* _Saved entries_:
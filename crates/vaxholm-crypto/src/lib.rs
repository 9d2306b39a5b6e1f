#![forbid(unsafe_code)]

//! Cryptographic algorithm implementations for the vaxholm WS-Security stack.
//!
//! Provides the primitives used by XML-DSig, XML-Enc and WS-SecureConversation:
//! digests, signatures, block ciphers, key transport and P_SHA1 derivation.

pub mod cipher;
pub mod digest;
pub mod kdf;
pub mod keytransport;
pub mod sign;

pub use digest::DigestAlgorithm;
pub use sign::{SignatureAlgorithm, SigningKey};

use rand::RngCore;

/// Fill a fresh buffer of `len` bytes from the thread RNG.
pub fn random_bytes(len: usize) -> Vec<u8> {
    let mut buf = vec![0u8; len];
    rand::thread_rng().fill_bytes(&mut buf);
    buf
}
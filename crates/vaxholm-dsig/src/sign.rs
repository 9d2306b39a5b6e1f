#![forbid(unsafe_code)]

//! XML-DSig signature creation.
//!
//! Signing is two-step: references are digested and a `Signature` template
//! with an empty `SignatureValue` is produced; once the template is in
//! place, [`sign_template`] canonicalizes its `SignedInfo` in context and
//! fills in the value.

use crate::context::DsigContext;
use base64::{engine::general_purpose::STANDARD, Engine};
use vaxholm_core::{algorithm, ns, Error};
use vaxholm_crypto::{digest, sign::SigningKey};
use vaxholm_xml::document::{child_element, is_element};
use vaxholm_xml::edit::content_range;
use vaxholm_xml::{Editor, XmlWriter};

/// A digested `Reference`.
#[derive(Debug, Clone)]
pub struct Reference {
    /// Same-document URI, `#id` or `""`.
    pub uri: String,
    /// Whether the enveloped-signature transform precedes canonicalization.
    pub enveloped: bool,
    pub digest: Vec<u8>,
}

/// Digest `node` as a reference with the given URI.
///
/// For an enveloped reference, `node` must not yet contain the signature.
pub fn digest_reference(
    ctx: &DsigContext,
    node: roxmltree::Node<'_, '_>,
    uri: &str,
    enveloped: bool,
) -> Result<Reference, Error> {
    let bytes = vaxholm_c14n::canonicalize(node, ctx.c14n, &ctx.inclusive_prefixes, None)?;
    Ok(Reference {
        uri: uri.to_owned(),
        enveloped,
        digest: digest::digest(&ctx.digest_uri, &bytes)?,
    })
}

/// Serialize a `ds:Signature` template.
///
/// `key_info` is the inner XML of `ds:KeyInfo`; it is written verbatim
/// and may use prefixes declared on the `Signature` element.
pub fn signature_template(
    ctx: &DsigContext,
    signature_id: &str,
    references: &[Reference],
    key_info: Option<&str>,
) -> Result<String, Error> {
    let mut w = XmlWriter::new();
    w.start_element(
        "ds:Signature",
        &[("xmlns:ds", ns::DSIG), ("Id", signature_id)],
    );
    w.start_element("ds:SignedInfo", &[]);
    w.empty_element("ds:CanonicalizationMethod", &[("Algorithm", ctx.c14n.uri())]);
    w.empty_element("ds:SignatureMethod", &[("Algorithm", &ctx.signature_uri)]);

    let prefix_list = ctx.inclusive_prefixes.join(" ");
    for reference in references {
        w.start_element("ds:Reference", &[("URI", &reference.uri)]);
        w.start_element("ds:Transforms", &[]);
        if reference.enveloped {
            w.empty_element("ds:Transform", &[("Algorithm", algorithm::ENVELOPED_SIGNATURE)]);
        }
        if prefix_list.is_empty() {
            w.empty_element("ds:Transform", &[("Algorithm", ctx.c14n.uri())]);
        } else {
            w.start_element("ds:Transform", &[("Algorithm", ctx.c14n.uri())]);
            w.empty_element(
                "ec:InclusiveNamespaces",
                &[("xmlns:ec", ns::EXC_C14N), ("PrefixList", &prefix_list)],
            );
            w.end_element()?;
        }
        w.end_element()?;
        w.empty_element("ds:DigestMethod", &[("Algorithm", &ctx.digest_uri)]);
        w.text_element("ds:DigestValue", &[], &STANDARD.encode(&reference.digest));
        w.end_element()?;
    }
    w.end_element()?;
    w.text_element("ds:SignatureValue", &[], "");
    if let Some(key_info) = key_info {
        w.start_element("ds:KeyInfo", &[]);
        w.write_raw(key_info);
        w.end_element()?;
    }
    w.end_element()?;
    w.into_string()
}

/// Compute and insert the `SignatureValue` of the template identified by
/// `signature_id`.  Returns the signed document and the raw signature value.
pub fn sign_template(
    xml: &str,
    signature_id: &str,
    key: &SigningKey,
) -> Result<(String, Vec<u8>), Error> {
    let doc = vaxholm_xml::parse(xml)?;
    let sig_node = doc
        .descendants()
        .find(|n| is_element(*n, ns::DSIG, ns::node::SIGNATURE) && n.attribute("Id") == Some(signature_id))
        .ok_or_else(|| Error::MissingElement(format!("Signature {signature_id}")))?;
    let signed_info = child_element(sig_node, ns::DSIG, ns::node::SIGNED_INFO)
        .ok_or_else(|| Error::MissingElement("SignedInfo".into()))?;

    let (mode, prefixes) = crate::verify::read_c14n_method(signed_info)?;
    let method = crate::verify::read_algorithm(signed_info, ns::node::SIGNATURE_METHOD)?;
    let c14n_signed_info = vaxholm_c14n::canonicalize(signed_info, mode, &prefixes, None)?;

    let sig_alg = vaxholm_crypto::sign::from_uri(method)?;
    let value = sig_alg.sign(key, &c14n_signed_info)?;

    let sig_value_node = child_element(sig_node, ns::DSIG, ns::node::SIGNATURE_VALUE)
        .ok_or_else(|| Error::MissingElement("SignatureValue".into()))?;
    let mut editor = Editor::new();
    editor.replace(content_range(sig_value_node)?, STANDARD.encode(&value));
    Ok((editor.apply(xml)?, value))
}

/// Sign `element_id` with an enveloped signature placed as the element's
/// child right after its first child named `after` (or first, if absent).
///
/// This is the placement SAML uses: the signature follows `Issuer`.
pub fn sign_enveloped(
    ctx: &DsigContext,
    xml: &str,
    element_id: &str,
    after: Option<(&str, &str)>,
    key: &SigningKey,
    key_info: Option<&str>,
) -> Result<String, Error> {
    let doc = vaxholm_xml::parse(xml)?;
    let id_map = vaxholm_xml::XmlDocument::build_id_map(&doc)?;
    let target = vaxholm_xml::XmlDocument::find_by_id(&doc, &id_map, element_id)
        .ok_or_else(|| Error::ElementNotFound(format!("#{element_id}")))?;

    let reference = digest_reference(ctx, target, &format!("#{element_id}"), true)?;
    let signature_id = format!("Signature-{element_id}");
    let template = signature_template(ctx, &signature_id, &[reference], key_info)?;

    let mut editor = Editor::new();
    match after.and_then(|(ns_uri, local)| child_element(target, ns_uri, local)) {
        Some(anchor) => editor.insert(anchor.range().end, template),
        None => vaxholm_xml::edit::insert_first_child(&mut editor, target, &template)?,
    }
    let with_template = editor.apply(xml)?;
    let (signed, _) = sign_template(&with_template, &signature_id, key)?;
    Ok(signed)
}
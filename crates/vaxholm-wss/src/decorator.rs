#![forbid(unsafe_code)]

//! WS-Security decoration.
//!
//! Decoration order:
//! 1. Security header children: Timestamp, SignatureConfirmation, tokens
//!    (BST, UsernameToken, SAML, SCT, DKT), EncryptedKey or ReferenceList;
//!    signed targets without an id get a `wsu:Id`
//! 2. Signature over the timestamp, confirmations, signed tokens and
//!    targets, appended last to the header
//! 3. Encryption of the targets in place
//!
//! Each step works on a fresh copy of the text, so a failure leaves the
//! caller's message untouched.

use crate::requirements::{
    DecorationRequirements, ElementSelector, KeyReference, SecureConversationSession, SenderToken,
    SigningSource,
};
use crate::result::{DecorationResult, HeaderDecoration};
use crate::soap::{is_body, parse_envelope, Envelope};
use crate::token::{self, IdGenerator, DERIVED_KEY_LENGTH};
use base64::{engine::general_purpose::STANDARD, Engine};
use chrono::Utc;
use std::collections::{HashMap, HashSet};
use tracing::debug;
use vaxholm_core::{algorithm, ns, Error};
use vaxholm_crypto::sign::SigningKey;
use vaxholm_dsig::DsigContext;
use vaxholm_enc::{EncContext, EncType};
use vaxholm_keys::X509Cert;
use vaxholm_xml::document::{child_element, element_id, is_element};
use vaxholm_xml::edit::{add_attribute, content_range, insert_first_child, insert_last_child};
use vaxholm_xml::{Editor, XmlDocument, XmlWriter};

/// Secures SOAP messages according to [`DecorationRequirements`].
#[derive(Debug, Clone, Copy, Default)]
pub struct WssDecorator;

impl WssDecorator {
    pub fn new() -> Self {
        Self
    }

    /// Decorate the security header addressed to `reqs.actor`.
    pub fn decorate(
        &self,
        message: &str,
        reqs: &DecorationRequirements,
    ) -> Result<DecorationResult, Error> {
        let (xml, header) = decorate_header(message, reqs)?;
        Ok(DecorationResult {
            xml,
            headers: vec![header],
        })
    }

    /// Decorate one independent security header per requirement set.
    pub fn decorate_all(
        &self,
        message: &str,
        all: &[DecorationRequirements],
    ) -> Result<DecorationResult, Error> {
        let mut actors = HashSet::new();
        for reqs in all {
            if !actors.insert(reqs.actor.as_deref()) {
                return Err(Error::Configuration(format!(
                    "more than one decoration for actor {}",
                    reqs.actor.as_deref().unwrap_or("(none)")
                )));
            }
        }

        let mut xml = message.to_owned();
        let mut headers = Vec::with_capacity(all.len());
        for reqs in all {
            let (next, header) = decorate_header(&xml, reqs)?;
            xml = next;
            headers.push(header);
        }
        Ok(DecorationResult { xml, headers })
    }
}

// ── Key plans ────────────────────────────────────────────────────────

/// Which key signs.
enum SignerPlan<'r> {
    X509 {
        certificate: &'r X509Cert,
        private_key: &'r rsa::RsaPrivateKey,
    },
    DerivedKey(&'r SecureConversationSession),
    EncryptedKeySha1 {
        sha1: &'r [u8],
        secret: &'r [u8],
    },
    /// Symmetric binding: HMAC key carried in a fresh `EncryptedKey`.
    EncryptedKey(&'r X509Cert),
}

impl<'r> SignerPlan<'r> {
    fn from_requirements(reqs: &'r DecorationRequirements) -> Result<Self, Error> {
        let plan = match &reqs.signing_source {
            SigningSource::X509 {
                certificate,
                private_key,
            } => Self::X509 {
                certificate,
                private_key,
            },
            SigningSource::SecureConversation(session) => Self::DerivedKey(session),
            SigningSource::EncryptedKeySha1 { sha1, secret } => Self::EncryptedKeySha1 { sha1, secret },
            SigningSource::None => match &reqs.recipient_certificate {
                Some(recipient) => Self::EncryptedKey(recipient),
                None => {
                    return Err(Error::Configuration(
                        "Signing is requested, but there is no key available".into(),
                    ))
                }
            },
        };
        if reqs.key_reference_saml && !matches!(plan, Self::X509 { .. }) {
            return Err(Error::Configuration(
                "a SAML key reference needs the holder-of-key certificate and private key".into(),
            ));
        }
        Ok(plan)
    }
}

/// Which key encrypts.
enum EncryptionPlan<'r> {
    EncryptedKey(&'r X509Cert),
    DerivedKey(&'r SecureConversationSession),
    EncryptedKeySha1 { sha1: &'r [u8], secret: &'r [u8] },
}

impl<'r> EncryptionPlan<'r> {
    fn from_requirements(reqs: &'r DecorationRequirements) -> Result<Self, Error> {
        match (&reqs.signing_source, &reqs.recipient_certificate) {
            (SigningSource::SecureConversation(session), _) => Ok(Self::DerivedKey(session)),
            (SigningSource::EncryptedKeySha1 { sha1, secret }, _) => {
                Ok(Self::EncryptedKeySha1 { sha1, secret })
            }
            (_, Some(recipient)) => Ok(Self::EncryptedKey(recipient)),
            (_, None) => Err(Error::Configuration(
                "Encryption is requested, but there is no recipient key.".into(),
            )),
        }
    }
}

/// A SAML sender token.
struct SamlToken {
    xml: String,
    id: String,
    value_type: &'static str,
}

impl SamlToken {
    fn parse(xml: &str) -> Result<Self, Error> {
        let doc = vaxholm_xml::parse(xml)?;
        let root = doc.root_element();
        let (id, value_type) = if is_element(root, ns::SAML2, ns::node::ASSERTION) {
            (root.attribute(ns::attr::SAML2_ID), ns::value_type::SAML2_ID)
        } else if is_element(root, ns::SAML1, ns::node::ASSERTION) {
            (root.attribute(ns::attr::ASSERTION_ID), ns::value_type::SAML1_ASSERTION_ID)
        } else {
            return Err(Error::Configuration(format!(
                "sender token <{}> is not a SAML assertion",
                root.tag_name().name()
            )));
        };
        let id = id.ok_or_else(|| Error::Configuration("SAML assertion has no id".into()))?;
        Ok(Self {
            xml: xml[root.range()].to_owned(),
            id: id.to_owned(),
            value_type,
        })
    }
}

/// How an encryption target is found again after the header is built.
enum Locator {
    Id(String),
    /// The n-th match of a selector; used for targets without an id so
    /// that their markup stays untouched until encryption.
    Nth(ElementSelector, usize),
}

struct EncryptTarget {
    locator: Locator,
    data_id: String,
    enc_type: EncType,
}

/// Key material made while building the header.
#[derive(Default)]
struct HeaderKeys {
    bst_id: Option<String>,
    signing_dkt: Option<(String, Vec<u8>)>,
    encryption_dkt: Option<(String, Vec<u8>)>,
    encrypted_key: Option<(String, Vec<u8>)>,
}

* _About this task_: If a line of the data holds the string "verify", list it.

* _Result_:
    let (mode, prefixes) = crate::verify::read_c14n_method(signed_info)?;
    let method = crate::verify::read_algorithm(signed_info, ns::node::SIGNATURE_METHOD)?;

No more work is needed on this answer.